To Brainstorm More Effectively

This is a common term in creative industry. Brainstorming is a group creativity method designed to generate ideas. It was first coined by Alex Faickney Osborn in his book, Applied Imagination. Osborn proposed that groups could double their creative output with brainstorming.

Anyway, there are problems against its effectiveness, i.e. free rider phenomenon, evaluation apprehension, and blocking. These are what you (your group) should do to avoid those:

  1. Give each participant a blank paper to write down their ideas (work alone).
  2. Discuss the topic (work in group).

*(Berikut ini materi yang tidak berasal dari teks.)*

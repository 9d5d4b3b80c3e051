//! Constructive heuristics for building tours from scratch or from a seed.
//!
//! - [`nearest_neighbor`] — Greedy walk to the nearest unvisited node, O(n²)
//! - [`nearest_insertion`] — Insert the node closest to the tour, O(n²)
//! - [`farthest_insertion`] — Insert the node farthest from the tour, O(n²)
//! - [`cheapest_insertion`] — Perform the globally cheapest insertion, O(n²) typical
//!
//! The insertion heuristics share [`find_insertion`], which locates the
//! cheapest arc of a tour to split with a given node.

mod cheapest_insertion;
mod farthest_insertion;
mod insertion;
mod nearest_insertion;
mod nearest_neighbor;
mod seed;

pub use cheapest_insertion::cheapest_insertion;
pub use farthest_insertion::farthest_insertion;
pub use insertion::{find_insertion, Insertion};
pub use nearest_insertion::nearest_insertion;
pub use nearest_neighbor::{best_nearest_neighbor, nearest_neighbor};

Don’t go here with an empty paper.
  3. When a participant utters any similar idea, he who has the same idea must utter it too in his own version.
  4. Continue to generate ideas.
  5. Make sure that all ideas in the lists have been spoken.
  6. Select the most relevant ideas. Evaluate, elaborate and improve them.

* * *

Kebanyakan penulis bekerja sendiri dalam menghasilkan karya. Namun ketika berhadapan tenggat yang padat (seperti penulis-penulis industrial), dia tak bisa lagi mempertahankan kesendiriannya. Ide harus segera mucul, tak peduli kita dihinggapi ilham atau tidak.

Solusinya? Mintalah orang lain bersama-sama memikirkan ide itu.

Dalam industri kreatif, ada istilah brainstorming. Metode ini sudah lama terbukti produktif menelurkan ide-ide kreatif secara berkelompok. Cara kerjanya sederhana. Para anggota yang mengikuti brainstorming harus mengutarakan ide sebanyak mungkin, segila mungkin, sambil menghindari penghakiman atas ide-ide orang lain.

Tapi tahukah Anda, pada tahun 1987, Michael Diehl dan Wolfgang Stroebe dari Tubingen University di Jerman mempertanyakan efektivitas metode ini. Ide-ide yang dihasilkan dalam sesi brainstorming, kata mereka, ternyata lebih sedikit dari ide-ide yang berhasil dikumpulkan ketika masing-masing orang bekerja sendirian.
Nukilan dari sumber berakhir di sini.